▶ _Activity_
Would you please return the lines of the entries below starting at the line that has "not an integer" and ending at the line that has "one tier qualifies.", both included, exactly as they are?

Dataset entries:
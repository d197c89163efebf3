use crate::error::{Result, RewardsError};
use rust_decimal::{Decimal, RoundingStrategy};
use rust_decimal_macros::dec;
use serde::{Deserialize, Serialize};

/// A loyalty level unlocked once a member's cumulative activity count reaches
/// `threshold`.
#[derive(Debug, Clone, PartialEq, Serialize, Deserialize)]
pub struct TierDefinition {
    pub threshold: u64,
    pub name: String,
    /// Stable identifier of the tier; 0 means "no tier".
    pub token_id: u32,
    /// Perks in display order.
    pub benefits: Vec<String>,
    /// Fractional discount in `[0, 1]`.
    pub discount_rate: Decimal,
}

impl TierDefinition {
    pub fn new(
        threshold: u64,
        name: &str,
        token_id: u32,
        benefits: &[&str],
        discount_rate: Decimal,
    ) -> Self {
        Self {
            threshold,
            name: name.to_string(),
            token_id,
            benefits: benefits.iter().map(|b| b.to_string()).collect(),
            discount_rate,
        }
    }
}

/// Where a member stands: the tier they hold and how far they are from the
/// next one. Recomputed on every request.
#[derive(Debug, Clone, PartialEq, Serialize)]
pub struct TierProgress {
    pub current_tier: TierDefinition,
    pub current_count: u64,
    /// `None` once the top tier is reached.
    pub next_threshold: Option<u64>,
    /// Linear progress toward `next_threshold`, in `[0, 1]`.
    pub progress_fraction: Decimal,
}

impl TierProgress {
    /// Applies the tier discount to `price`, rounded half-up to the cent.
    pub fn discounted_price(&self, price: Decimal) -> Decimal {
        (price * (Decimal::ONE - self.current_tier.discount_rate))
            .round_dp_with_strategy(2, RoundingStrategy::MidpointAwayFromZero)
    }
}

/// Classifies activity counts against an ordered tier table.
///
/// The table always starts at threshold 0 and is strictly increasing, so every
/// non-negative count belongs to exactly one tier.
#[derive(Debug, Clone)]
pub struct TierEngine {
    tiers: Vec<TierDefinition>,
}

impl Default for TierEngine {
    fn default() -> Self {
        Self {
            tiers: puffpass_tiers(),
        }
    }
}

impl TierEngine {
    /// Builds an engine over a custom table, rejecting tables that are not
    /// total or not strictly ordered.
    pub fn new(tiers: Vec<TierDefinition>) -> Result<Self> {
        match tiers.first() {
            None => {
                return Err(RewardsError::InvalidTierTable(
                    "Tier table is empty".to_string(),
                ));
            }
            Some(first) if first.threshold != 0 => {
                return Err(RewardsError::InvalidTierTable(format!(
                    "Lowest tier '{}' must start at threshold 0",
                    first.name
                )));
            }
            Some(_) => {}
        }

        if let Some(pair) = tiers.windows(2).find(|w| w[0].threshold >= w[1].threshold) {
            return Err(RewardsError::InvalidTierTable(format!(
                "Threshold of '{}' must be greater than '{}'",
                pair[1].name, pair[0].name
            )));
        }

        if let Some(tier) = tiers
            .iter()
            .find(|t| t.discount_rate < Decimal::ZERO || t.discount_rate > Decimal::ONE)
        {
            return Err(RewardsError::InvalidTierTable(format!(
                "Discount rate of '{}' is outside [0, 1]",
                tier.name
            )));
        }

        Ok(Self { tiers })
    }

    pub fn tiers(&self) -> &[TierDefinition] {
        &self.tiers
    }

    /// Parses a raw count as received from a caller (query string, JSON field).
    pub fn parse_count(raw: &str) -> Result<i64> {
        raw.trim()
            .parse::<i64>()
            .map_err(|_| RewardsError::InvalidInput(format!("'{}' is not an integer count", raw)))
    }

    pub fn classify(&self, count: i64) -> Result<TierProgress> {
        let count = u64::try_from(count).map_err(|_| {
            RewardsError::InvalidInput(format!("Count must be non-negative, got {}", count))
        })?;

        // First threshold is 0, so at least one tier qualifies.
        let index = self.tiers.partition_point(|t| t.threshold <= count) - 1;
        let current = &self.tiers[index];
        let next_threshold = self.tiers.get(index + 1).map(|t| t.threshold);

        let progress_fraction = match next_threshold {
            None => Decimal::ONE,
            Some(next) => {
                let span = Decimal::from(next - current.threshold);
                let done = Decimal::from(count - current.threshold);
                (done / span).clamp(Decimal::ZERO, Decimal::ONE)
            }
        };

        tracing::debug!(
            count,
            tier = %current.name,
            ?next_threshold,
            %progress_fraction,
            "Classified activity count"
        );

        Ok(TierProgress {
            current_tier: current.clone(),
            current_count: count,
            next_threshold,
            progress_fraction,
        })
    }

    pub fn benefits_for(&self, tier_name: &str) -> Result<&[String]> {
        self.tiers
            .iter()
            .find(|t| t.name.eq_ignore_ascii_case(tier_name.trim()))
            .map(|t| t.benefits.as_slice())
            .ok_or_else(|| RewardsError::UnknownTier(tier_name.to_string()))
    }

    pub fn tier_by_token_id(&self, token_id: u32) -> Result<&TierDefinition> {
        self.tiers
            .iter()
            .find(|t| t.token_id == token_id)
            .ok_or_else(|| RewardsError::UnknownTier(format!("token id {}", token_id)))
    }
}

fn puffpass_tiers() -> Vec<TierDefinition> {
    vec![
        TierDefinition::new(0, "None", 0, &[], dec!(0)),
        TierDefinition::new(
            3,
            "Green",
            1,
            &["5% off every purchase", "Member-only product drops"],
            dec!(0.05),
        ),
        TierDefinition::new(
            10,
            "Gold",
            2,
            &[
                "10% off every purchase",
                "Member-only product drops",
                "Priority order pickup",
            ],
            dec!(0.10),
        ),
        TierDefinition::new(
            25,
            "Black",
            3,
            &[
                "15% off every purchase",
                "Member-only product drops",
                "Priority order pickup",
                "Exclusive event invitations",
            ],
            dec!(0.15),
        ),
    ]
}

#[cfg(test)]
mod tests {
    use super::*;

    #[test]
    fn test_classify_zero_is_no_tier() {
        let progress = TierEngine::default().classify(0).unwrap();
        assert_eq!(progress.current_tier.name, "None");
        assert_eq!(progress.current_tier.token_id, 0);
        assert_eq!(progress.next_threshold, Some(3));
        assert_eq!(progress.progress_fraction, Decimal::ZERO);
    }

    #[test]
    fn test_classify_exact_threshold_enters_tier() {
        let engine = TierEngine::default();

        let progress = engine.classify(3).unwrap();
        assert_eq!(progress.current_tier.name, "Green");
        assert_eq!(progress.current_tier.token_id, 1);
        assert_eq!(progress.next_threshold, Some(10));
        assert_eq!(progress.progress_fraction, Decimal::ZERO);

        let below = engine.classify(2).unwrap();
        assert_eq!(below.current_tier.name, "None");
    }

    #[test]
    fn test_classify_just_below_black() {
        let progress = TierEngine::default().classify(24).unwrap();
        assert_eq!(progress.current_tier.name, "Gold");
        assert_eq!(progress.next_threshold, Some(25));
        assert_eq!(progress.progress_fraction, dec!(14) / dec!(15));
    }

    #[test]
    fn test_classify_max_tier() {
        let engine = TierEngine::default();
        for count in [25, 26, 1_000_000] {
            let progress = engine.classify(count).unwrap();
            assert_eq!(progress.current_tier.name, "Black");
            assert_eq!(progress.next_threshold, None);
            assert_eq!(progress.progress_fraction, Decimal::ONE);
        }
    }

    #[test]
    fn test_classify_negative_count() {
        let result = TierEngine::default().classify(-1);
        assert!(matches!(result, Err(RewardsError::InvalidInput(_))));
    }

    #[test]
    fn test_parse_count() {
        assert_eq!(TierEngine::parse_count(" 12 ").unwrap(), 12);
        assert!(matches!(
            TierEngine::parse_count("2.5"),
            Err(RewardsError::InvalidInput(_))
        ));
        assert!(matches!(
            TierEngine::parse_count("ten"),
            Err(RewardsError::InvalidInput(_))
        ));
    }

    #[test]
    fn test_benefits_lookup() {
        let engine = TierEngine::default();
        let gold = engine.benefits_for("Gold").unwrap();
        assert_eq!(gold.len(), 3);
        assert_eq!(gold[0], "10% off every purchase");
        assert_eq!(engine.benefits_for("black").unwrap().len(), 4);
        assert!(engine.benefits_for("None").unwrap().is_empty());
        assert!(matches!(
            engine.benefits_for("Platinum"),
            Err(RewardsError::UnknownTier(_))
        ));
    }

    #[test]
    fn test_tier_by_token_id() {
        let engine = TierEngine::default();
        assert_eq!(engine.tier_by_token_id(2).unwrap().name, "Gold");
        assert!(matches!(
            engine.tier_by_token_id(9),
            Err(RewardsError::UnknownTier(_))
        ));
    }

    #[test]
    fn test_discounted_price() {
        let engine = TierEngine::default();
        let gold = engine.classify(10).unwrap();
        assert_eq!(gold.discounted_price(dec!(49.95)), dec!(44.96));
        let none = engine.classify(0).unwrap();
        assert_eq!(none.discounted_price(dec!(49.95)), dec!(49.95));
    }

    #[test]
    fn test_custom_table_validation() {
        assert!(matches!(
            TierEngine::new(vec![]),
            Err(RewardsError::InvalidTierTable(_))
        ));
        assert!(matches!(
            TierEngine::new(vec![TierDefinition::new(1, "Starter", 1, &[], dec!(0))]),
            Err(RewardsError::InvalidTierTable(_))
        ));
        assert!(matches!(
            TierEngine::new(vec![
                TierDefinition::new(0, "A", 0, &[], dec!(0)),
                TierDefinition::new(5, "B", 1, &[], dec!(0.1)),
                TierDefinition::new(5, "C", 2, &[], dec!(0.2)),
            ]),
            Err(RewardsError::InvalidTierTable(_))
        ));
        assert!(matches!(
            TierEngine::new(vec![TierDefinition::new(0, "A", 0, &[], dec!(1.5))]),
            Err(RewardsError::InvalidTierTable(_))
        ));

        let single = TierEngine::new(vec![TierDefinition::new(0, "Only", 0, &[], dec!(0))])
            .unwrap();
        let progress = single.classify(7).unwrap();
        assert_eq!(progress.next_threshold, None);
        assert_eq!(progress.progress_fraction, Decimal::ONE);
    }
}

---

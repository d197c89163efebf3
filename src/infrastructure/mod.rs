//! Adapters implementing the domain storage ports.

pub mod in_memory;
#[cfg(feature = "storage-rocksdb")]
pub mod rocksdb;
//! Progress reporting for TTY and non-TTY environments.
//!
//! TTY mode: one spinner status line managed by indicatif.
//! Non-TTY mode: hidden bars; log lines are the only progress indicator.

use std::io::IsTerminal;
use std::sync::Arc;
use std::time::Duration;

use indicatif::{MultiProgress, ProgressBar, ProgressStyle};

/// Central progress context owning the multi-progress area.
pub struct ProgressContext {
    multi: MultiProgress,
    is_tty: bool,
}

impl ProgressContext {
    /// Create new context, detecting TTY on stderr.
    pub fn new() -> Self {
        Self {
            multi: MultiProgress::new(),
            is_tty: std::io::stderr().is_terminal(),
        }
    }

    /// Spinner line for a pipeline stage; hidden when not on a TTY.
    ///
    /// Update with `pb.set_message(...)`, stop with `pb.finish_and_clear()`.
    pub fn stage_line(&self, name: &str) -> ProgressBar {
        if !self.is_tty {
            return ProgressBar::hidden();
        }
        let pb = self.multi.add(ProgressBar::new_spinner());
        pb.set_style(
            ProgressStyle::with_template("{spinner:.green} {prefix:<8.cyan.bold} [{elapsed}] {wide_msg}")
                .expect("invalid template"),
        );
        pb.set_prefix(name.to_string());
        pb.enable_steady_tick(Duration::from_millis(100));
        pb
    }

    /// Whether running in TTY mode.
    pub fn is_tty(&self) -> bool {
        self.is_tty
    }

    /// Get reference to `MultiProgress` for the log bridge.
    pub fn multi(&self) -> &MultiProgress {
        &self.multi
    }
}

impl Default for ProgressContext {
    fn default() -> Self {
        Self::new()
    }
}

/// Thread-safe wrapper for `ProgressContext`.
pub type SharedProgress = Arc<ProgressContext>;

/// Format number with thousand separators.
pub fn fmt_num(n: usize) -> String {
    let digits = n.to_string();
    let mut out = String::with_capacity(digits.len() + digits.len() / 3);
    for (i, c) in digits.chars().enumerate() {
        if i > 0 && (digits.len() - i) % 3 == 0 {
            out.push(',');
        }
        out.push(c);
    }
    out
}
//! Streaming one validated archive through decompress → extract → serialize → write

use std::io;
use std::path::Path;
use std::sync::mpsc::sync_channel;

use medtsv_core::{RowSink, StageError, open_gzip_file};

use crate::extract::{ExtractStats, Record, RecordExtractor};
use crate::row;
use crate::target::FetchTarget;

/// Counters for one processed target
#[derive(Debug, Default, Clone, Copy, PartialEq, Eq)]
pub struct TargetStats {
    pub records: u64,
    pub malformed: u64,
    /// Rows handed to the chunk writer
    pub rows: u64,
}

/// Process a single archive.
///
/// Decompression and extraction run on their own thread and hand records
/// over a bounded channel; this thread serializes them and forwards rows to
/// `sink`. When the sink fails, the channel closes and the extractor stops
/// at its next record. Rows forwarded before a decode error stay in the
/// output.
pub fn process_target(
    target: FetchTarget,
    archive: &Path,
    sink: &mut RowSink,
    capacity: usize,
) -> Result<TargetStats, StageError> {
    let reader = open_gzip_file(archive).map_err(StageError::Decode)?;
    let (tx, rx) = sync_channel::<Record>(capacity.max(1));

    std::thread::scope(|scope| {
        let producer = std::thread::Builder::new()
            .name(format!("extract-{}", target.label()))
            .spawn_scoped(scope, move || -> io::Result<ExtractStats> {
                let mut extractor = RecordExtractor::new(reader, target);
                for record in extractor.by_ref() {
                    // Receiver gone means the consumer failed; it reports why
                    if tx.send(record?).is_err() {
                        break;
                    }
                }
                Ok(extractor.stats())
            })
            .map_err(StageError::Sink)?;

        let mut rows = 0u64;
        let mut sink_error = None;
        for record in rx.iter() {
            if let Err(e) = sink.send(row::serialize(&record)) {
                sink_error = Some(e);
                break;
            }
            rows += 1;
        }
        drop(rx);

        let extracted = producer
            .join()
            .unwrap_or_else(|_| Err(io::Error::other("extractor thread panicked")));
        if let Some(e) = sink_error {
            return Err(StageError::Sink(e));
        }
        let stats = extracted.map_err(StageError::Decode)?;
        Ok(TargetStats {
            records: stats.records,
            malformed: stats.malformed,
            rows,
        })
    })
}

▶ _Response to the task_
            .map_err(|_| RewardsError::InvalidInput(format!("'{}' is not an integer count", raw)))
    }

    pub fn classify(&self, count: i64) -> Result<TierProgress> {
        let count = u64::try_from(count).map_err(|_| {
            RewardsError::InvalidInput(format!("Count must be non-negative, got {}", count))
        })?;

        // First threshold is 0, so at least one tier qualifies.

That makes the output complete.